Kaseone ilustra bem como via essa época. “A energia sempre esteve no ar, algo muito bom sempre acontecia, as músicas nas rádios Band FM e a Pool FM nos faziam sonhar naquele momento, onde cabelos coloridos e agasalhos disputavam a mesma época, em que uma explosão de cores e energia contagiava a todos.

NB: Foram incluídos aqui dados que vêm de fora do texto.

use object::{File, Object, ObjectSegment, ObjectSymbol, SymbolKind};
use serde_derive::{Deserialize, Serialize};

use crate::error::Result;

#[derive(Serialize, Deserialize, Debug, Clone, PartialEq, Eq)]
pub struct MemoryRegion {
    pub address: u64,
    pub bytes: Vec<u8>,
}

#[derive(Serialize, Deserialize, Debug, Clone, PartialEq, Eq)]
pub struct Symbol {
    pub address: u64,
    #[serde(default)]
    pub size: u64,
    pub name: String,
}

impl Symbol {
    pub fn contains(&self, address: u64) -> bool {
        address == self.address || (address > self.address && address < self.address + self.size)
    }
}

/// File-backed contents of every loadable segment, at its link address.
pub fn load_segments(data: &[u8]) -> Result<Vec<MemoryRegion>> {
    let binfile = File::parse(data)?;
    let mut regions = Vec::new();
    for segment in binfile.segments() {
        let bytes = segment.data()?;
        if bytes.is_empty() {
            continue;
        }
        regions.push(MemoryRegion {
            address: segment.address(),
            bytes: bytes.to_vec(),
        });
    }
    Ok(regions)
}

/// Named functions from the static and dynamic symbol tables, by address.
pub fn function_symbols(data: &[u8]) -> Result<Vec<Symbol>> {
    let binfile = File::parse(data)?;
    let mut symbols = binfile
        .symbols()
        .chain(binfile.dynamic_symbols())
        .filter(|s| s.kind() == SymbolKind::Text && s.address() != 0)
        .filter_map(|s| {
            let name = s.name().ok()?;
            if name.is_empty() {
                return None;
            }
            Some(Symbol {
                address: s.address(),
                size: s.size(),
                name: name.to_string(),
            })
        })
        .collect::<Vec<_>>();
    symbols.sort_by_key(|s| s.address);
    symbols.dedup_by_key(|s| s.address);
    Ok(symbols)
}
use serde_derive::{Deserialize, Serialize};

pub type ThreadId = u32;

/// Longest encodable x86 instruction.
pub const MAX_INSN_LEN: usize = 15;

#[derive(Serialize, Deserialize, Debug, Clone, Copy, PartialEq, Eq)]
pub struct MemoryAccess {
    pub address: u64,
    pub size: usize,
}

#[derive(Serialize, Deserialize, Debug, Clone, Default, PartialEq, Eq)]
pub struct OperandRecord {
    pub text: String,
    /// Absolute value for immediates and resolved relative targets.
    pub immediate: Option<u64>,
    pub tainted: bool,
    pub symbolized: bool,
    pub trusted: bool,
}

impl OperandRecord {
    pub fn new(text: String, immediate: Option<u64>) -> Self {
        Self {
            text,
            immediate,
            ..Default::default()
        }
    }

    pub fn is_controlled(&self) -> bool {
        self.tainted || self.symbolized
    }
}

/// The most recently analyzed instruction.
///
/// Filled in two passes by the semantics backend: disassembly sets the
/// decoded form (text, operands, branch shape), semantics sets the
/// taint/symbolic flags and the memory stores.
#[derive(Serialize, Deserialize, Debug, Clone, Default, PartialEq, Eq)]
pub struct InstructionRecord {
    pub address: u64,
    pub thread_id: ThreadId,
    pub opcodes: Vec<u8>,
    pub disassembly: String,
    pub operands: Vec<OperandRecord>,
    pub next_address: u64,
    pub is_branch: bool,
    pub condition_taken: bool,
    pub tainted: bool,
    pub symbolized: bool,
    pub stores: Vec<MemoryAccess>,
}

impl InstructionRecord {
    pub fn new(address: u64, thread_id: ThreadId, opcodes: Vec<u8>) -> Self {
        Self {
            address,
            thread_id,
            next_address: address + opcodes.len() as u64,
            opcodes,
            ..Default::default()
        }
    }

    pub fn is_tainted_or_symbolized(&self) -> bool {
        self.tainted || self.symbolized
    }

    pub fn trust_operands(&mut self) {
        for op in self.operands.iter_mut() {
            op.trusted = true;
        }
    }

    /// (fall-through, encoded target) for a branch with an immediate target.
    pub fn successors(&self) -> Option<(u64, u64)> {
        if !self.is_branch {
            return None;
        }
        let target = self.operands.first()?.immediate?;
        Some((self.next_address, target))
    }

    /// (taken, not-taken), ordered by what this execution actually did.
    pub fn taken_successors(&self) -> Option<(u64, u64)> {
        let (next, target) = self.successors()?;
        if self.condition_taken {
            Some((target, next))
        } else {
            Some((next, target))
        }
    }

    pub fn controlled_operands(&self) -> impl Iterator<Item = &OperandRecord> {
        self.operands.iter().filter(|op| op.is_controlled())
    }
}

Só o fino do som inspirava os caras na época. De Kool Moe Dee, Miles Davis, Chic, Kool And Gang, Gap Band, O’Jays, Art Blakey, James Brown, a Charles Mingus, Egberto Gismonti, Hermeto Paschoal, Eumir Deodato, Skowa e a Máfia, Luiz Gonzaga. De INXS, Donna Summer, Cindy Lauper, The Police, Culture Club, Madonna, a David Bowie, Kurtis Blow, Africa Bambaataa… As referências musicais de ambos eram ricas, diversificadas, o que tornava a cabeça e o repertório muito mais abertos e fundamentados.

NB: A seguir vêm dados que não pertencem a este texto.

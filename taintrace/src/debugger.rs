use serde_derive::{Deserialize, Serialize};

use crate::error::{DebuggerError, DecodeError};
use crate::instruction::ThreadId;
use crate::options::Color;

/// What the host disassembler knows about an address before any semantics.
#[derive(Debug, Clone, Copy, PartialEq, Eq)]
pub struct DecodedInsn {
    pub address: u64,
    pub size: usize,
    pub is_call: bool,
}

impl DecodedInsn {
    pub fn next_address(&self) -> u64 {
        self.address + self.size as u64
    }
}

#[derive(Serialize, Deserialize, Debug, Clone, PartialEq, Eq)]
pub struct FunctionInfo {
    pub start: u64,
    pub name: String,
}

#[derive(Serialize, Deserialize, Debug, Clone, Copy, PartialEq, Eq)]
#[serde(rename_all = "snake_case")]
pub enum Answer {
    Yes,
    No,
    Cancel,
}

/// Step-trace filters. The default traces everything, libraries included.
#[derive(Serialize, Deserialize, Debug, Clone, Copy, Default, PartialEq, Eq)]
pub struct StepTraceOptions {
    pub skip_libraries: bool,
    pub skip_debug_segments: bool,
}

/// The host debugger and disassembler.
///
/// Methods named `request_*` only queue work; nothing happens until
/// `run_requests` and the current notification handler has returned.
pub trait Debugger {
    fn decode_insn(&mut self, address: u64) -> Result<DecodedInsn, DecodeError>;

    fn read_memory(&mut self, address: u64, size: usize) -> Result<Vec<u8>, DebuggerError>;

    fn write_memory(&mut self, address: u64, bytes: &[u8]) -> Result<(), DebuggerError>;

    /// Drop any cached copy of debuggee memory in this range.
    fn invalidate_memory(&mut self, address: u64, size: usize);

    fn add_breakpoint(&mut self, address: u64) -> Result<(), DebuggerError>;

    fn del_breakpoint(&mut self, address: u64) -> bool;

    fn enable_step_trace(&mut self, enable: bool);

    fn set_step_trace_options(&mut self, options: StepTraceOptions);

    fn suspend_process(&mut self);

    fn continue_process(&mut self);

    fn request_step_over(&mut self);

    fn request_continue_process(&mut self);

    fn run_requests(&mut self);

    fn clear_requests(&mut self);

    fn current_thread(&self) -> ThreadId;

    fn program_counter(&self) -> u64;

    fn registers(&self) -> Vec<(String, u64)>;

    fn set_register(&mut self, name: &str, value: u64) -> Result<(), DebuggerError>;

    /// Symbolic name of the target of the call at `address`.
    fn callee_name(&mut self, address: u64) -> Option<String>;

    fn function_at(&self, address: u64) -> Option<FunctionInfo>;

    fn rename_function(&mut self, start: u64, name: &str) -> bool;

    /// An empty comment clears it.
    fn set_comment(&mut self, address: u64, comment: &str);

    fn set_color(&mut self, address: u64, color: Color);

    fn ask_yes_no(&mut self, question: &str) -> Answer;
}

A memória do Hip Hop paulista e brasileiro

Sobre o livro ‘Hip Hop Cultura de Rua’, que resgata as memórias do Hip Hop nas fotografias de Raul Dias organizadas por Kaseone, e que terá nova edição lançada esse ano com sua participação, Who fala de suas impressões. “As fotos são do Kaseone. Fábio Motta, de codinome Kaseone, começou a fotografar ainda garoto. Tinha um ideal: uma câmera fotográfica. Conseguiu a máquina, que serviu para guardar outros sonhos através do tempo, para as novas e futuras gerações terem contato com as imagens da memória do Hip Hop paulista e brasileiro. A segunda edição que estamos construindo terá novas conexões e uma proposta de narrativa nova, inédita até.” Kaseone completa: “… O livro traz este

Gang Nação Zulu (foto Marcelo Venancio)
Gang Nação Zulu – foto Marcelo Venancio

nome pois eu quis fazer minha homenagem às pessoas que começaram este processo, as gangs e seus protagonistas no seu inicio da Cultura Hip Hop em São Paulo, e também contar um pouco sobre este grande processo da Cultura. Em 2015 estaremos lançando o Hip Hop Cultura de Rua – Eixo1, onde estaremos retratando São Paulo e mais 6 estados, aguardem!

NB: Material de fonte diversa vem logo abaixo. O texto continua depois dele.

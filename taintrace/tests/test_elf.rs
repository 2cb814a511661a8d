use std::env::current_exe;
use std::fs::read;

use taintrace::elf::{function_symbols, load_segments, Symbol};
use taintrace::replay::{Recording, ReplayDebugger};
use taintrace::Debugger;

fn own_image() -> Vec<u8> {
    read(current_exe().unwrap()).unwrap()
}

#[test]
fn test_load_segments_self() {
    let regions = load_segments(&own_image()).unwrap();
    assert!(!regions.is_empty());
    assert!(regions.iter().all(|r| !r.bytes.is_empty()));
}

#[test]
fn test_function_symbols_sorted() {
    let symbols = function_symbols(&own_image()).unwrap();
    assert!(!symbols.is_empty());
    assert!(symbols.windows(2).all(|w| w[0].address < w[1].address));
    assert!(symbols.iter().all(|s| s.address != 0 && !s.name.is_empty()));
}

#[test]
fn test_garbage_is_rejected() {
    assert!(load_segments(b"not an executable").is_err());
    assert!(function_symbols(&[0u8; 64]).is_err());
}

#[test]
fn test_symbol_contains() {
    let sym = Symbol {
        address: 0x1000,
        size: 0x10,
        name: "f".to_string(),
    };
    assert!(sym.contains(0x1000));
    assert!(sym.contains(0x100f));
    assert!(!sym.contains(0x1010));
    assert!(!sym.contains(0xfff));

    let unsized_sym = Symbol { size: 0, ..sym };
    assert!(unsized_sym.contains(0x1000));
    assert!(!unsized_sym.contains(0x1001));
}

#[test]
fn test_recording_maps_binary() {
    let recording = Recording {
        binary: Some(current_exe().unwrap()),
        ..Recording::default()
    };
    let mut debugger = ReplayDebugger::from_recording(&recording).unwrap();
    let regions = load_segments(&own_image()).unwrap();
    let first = &regions[0];
    assert_eq!(
        debugger.read_memory(first.address, 4).unwrap(),
        first.bytes[..4].to_vec()
    );

    let symbols = function_symbols(&own_image()).unwrap();
    let sym = symbols.iter().find(|s| s.size > 0).unwrap();
    let func = debugger.function_at(sym.address).unwrap();
    assert_eq!(func.start, sym.address);
}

“Gostaria que o disco inspirasse sonhos”

Para Who, o disco “Hip Hop Cultura de Rua” oferece algo muito único para quem começa hoje a ter seus primeiros contatos com o mundo do Hip Hop. “Gostaria que o disco inspirasse sonhos. Esse é a matéria de que foi feito. Persistência e Resiliência são os conceitos e valores que gostaria que se perpetuassem. O disco é o primeiro que traz a consciência de um movimento, o movimento Hip Hop, e da retomada de uma identidade pela juventude periférica pobre e em sua maioria negra. E como já disse, uma possibilidade de independência ideológica, principalmente.” Para Kaseone, o livro também traz uma perspectiva similar. “Acredito que o livro leva os leitores a uma viagem no tempo, para com isto entender como foi todo o processo e as dificuldades para nos organizar e manter a cultura viva até hoje. Acho também que a leitura superficial sobre nossa cultura neste primeiro volume, juntamente com as fotografias, levam o leitor a se aprofundar mais, viver e respeitar a cultura como um todo e seus elementos.

E porque o disco “Hip Hop Cultura de Rua” pode ser considerado um disco fundamental do cenário nacional de rap? “Este LP é o mais autêntico e original da cultura, pois todos os integrantes vieram das gangs de break e posses na época, com estios variados de músicas e posturas para uma época totalmente rígida, com uma sonoridade diferenciada de outras coletâneas. Surge um time de peso de grande participação com ilustres músicos e produtores que acreditaram na proposta inovadora da gravadora Eldorado, como o saxofonista Bocato, Nasi do grupo IRA, Dudu Marote, Dj Mad Zoo.“, fala Kaseone.